September 2018, Vol. 245, No. 9


Progressing Cavity Pumps Prove Cost-Effective for Multiphase

By Robert Kurz, Manager Business Field Oil & Gas, Netzsch

Increasing production of heavy oil, extra heavy oil, and bitumen is critical to a stable world economy. These crudes generally require special production techniques to overcome their high viscosity. 

While many in the industry have focused on such methods as steam assisted gravity drain (SAGD), cyclic steam injection (CSI) and vapor recovery, flow assurance solutions are also of vital importance. 

These well streams are a combination of crude oil, water, gas and sand; the proportions of each vary by region and reservoir. There are distinct economic, environmental, and facilities management advantages to transferring the complete well stream to gathering and processing facilities rather than separating the components at the well site. 
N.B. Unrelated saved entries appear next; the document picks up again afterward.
use serde::{Deserialize, Serialize};

use crate::geometry::{Mode, Rect, VideoMode};

/// WebRTC signaling payloads exchanged over `/ws/signal`.
///
/// The browser offers, the server answers with a self-contained SDP (ICE
/// gathering completes before the answer is sent), and `restart` tells the
/// viewer to re-offer after the media pipeline was rebuilt.
#[derive(Debug, Clone, Serialize, Deserialize)]
#[serde(tag = "t", rename_all = "lowercase")]
pub enum SignalMessage {
    Offer {
        sdp: String,
    },
    Answer {
        sdp: String,
    },
    Ice {
        #[serde(default)]
        candidate: Option<IceCandidate>,
    },
    Restart,
}

/// An ICE candidate in the browser's `RTCIceCandidateInit` JSON shape.
#[derive(Debug, Clone, Default, PartialEq, Eq, Serialize, Deserialize)]
pub struct IceCandidate {
    pub candidate: String,
    #[serde(rename = "sdpMid", default, skip_serializing_if = "Option::is_none")]
    pub sdp_mid: Option<String>,
    #[serde(rename = "sdpMLineIndex", default, skip_serializing_if = "Option::is_none")]
    pub sdp_mline_index: Option<u16>,
}

/// Input and state-control payloads exchanged over `/ws/control`.
///
/// Pointer coordinates are normalized to `[0,1]²` and are monitor-relative in
/// presetup mode, plugin-relative in run mode.
#[derive(Debug, Clone, Serialize, Deserialize)]
#[serde(tag = "t", rename_all = "camelCase")]
pub enum ControlMessage {
    Down {
        #[serde(default)]
        id: i32,
        #[serde(default)]
        x: f64,
        #[serde(default)]
        y: f64,
    },
    Move {
        #[serde(default)]
        id: i32,
        #[serde(default)]
        x: f64,
        #[serde(default)]
        y: f64,
    },
    Up {
        #[serde(default)]
        id: i32,
        #[serde(default)]
        x: f64,
        #[serde(default)]
        y: f64,
    },
    /// Click at the current cursor position (caged in run mode).
    Click,
    RelMove {
        #[serde(default)]
        dx: i32,
        #[serde(default)]
        dy: i32,
    },
    #[serde(rename_all = "camelCase")]
    Wheel {
        #[serde(default)]
        x: f64,
        #[serde(default)]
        y: f64,
        #[serde(default)]
        wheel_x: i32,
        #[serde(default)]
        wheel_y: i32,
    },
    Type {
        #[serde(default)]
        text: String,
    },
    Enter,
    ClearChat,
    SetMode {
        #[serde(default)]
        mode: String,
    },
    SetMonitor {
        #[serde(default)]
        idx: i32,
    },
    RestartPresetup,
    SetVideo {
        #[serde(default)]
        video: String,
    },
    InputEnabled {
        enabled: bool,
    },
    CalibRect {
        step: String,
        rect: Rect,
    },
}

/// `POST /login` body.
#[derive(Debug, Clone, Serialize, Deserialize)]
pub struct LoginRequest {
    #[serde(default)]
    pub password: String,
}

/// Generic `{"ok":true}` acknowledgement.
#[derive(Debug, Clone, Serialize, Deserialize)]
pub struct OkResponse {
    pub ok: bool,
}

/// Which calibration rectangles currently have positive area.
#[derive(Debug, Clone, Copy, Default, Serialize, Deserialize)]
pub struct CalibStatus {
    pub plugin: bool,
    pub chat: bool,
    pub scroll: bool,
}

/// `GET /api/state` response.
#[derive(Debug, Clone, Serialize, Deserialize)]
#[serde(rename_all = "camelCase")]
pub struct StateResponse {
    pub mode: Mode,
    #[serde(rename = "monitor")]
    pub monitor_index: i32,
    pub input_enabled: bool,
    pub video_mode: VideoMode,
    pub calib: CalibStatus,
    pub authenticated: bool,
}

/// `POST /api/config` body: runtime MJPEG tuning.
///
/// `reset` restores the values captured from the environment at startup;
/// otherwise only the provided fields change, after validation.
#[derive(Debug, Clone, Default, Serialize, Deserialize)]
#[serde(rename_all = "camelCase", default)]
pub struct ConfigUpdate {
    pub mjpeg_interval_ms: Option<u64>,
    pub mjpeg_quality: Option<u32>,
    pub reset: bool,
}

/// `POST /api/config` response: the effective runtime values.
#[derive(Debug, Clone, Serialize, Deserialize)]
#[serde(rename_all = "camelCase")]
pub struct ConfigResponse {
    pub applied: bool,
    pub mjpeg_interval_ms: u64,
    pub mjpeg_quality: u32,
}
To make this transfer, the pump system selected must be reliable, safe, and capable of handling the variations in fluid composition and process conditions. 

Positive displacement pumps, especially theac progressing cavity pump (PCP) are a good choice for multiphase fluid transfer for crude oils with high viscosity. The PCP is a cost effective solution compared to other conventional oilfield in-field pumping alternatives. 

Stimulating Reservoirs 

In recent years, many have tried to increase production rates by using new techniques to stimulate reservoirs. Most of these methods require flow assurances and surface transport techniques. 

Figure 1

Selecting pumps to transport multiphase fluids, consisting of oil, water, gas, and formation solids (sand), is critically important. Multiphase fluids in traditional field developments will typically free flow to gathering stations, through surface lines pushed by the natural formation pressure.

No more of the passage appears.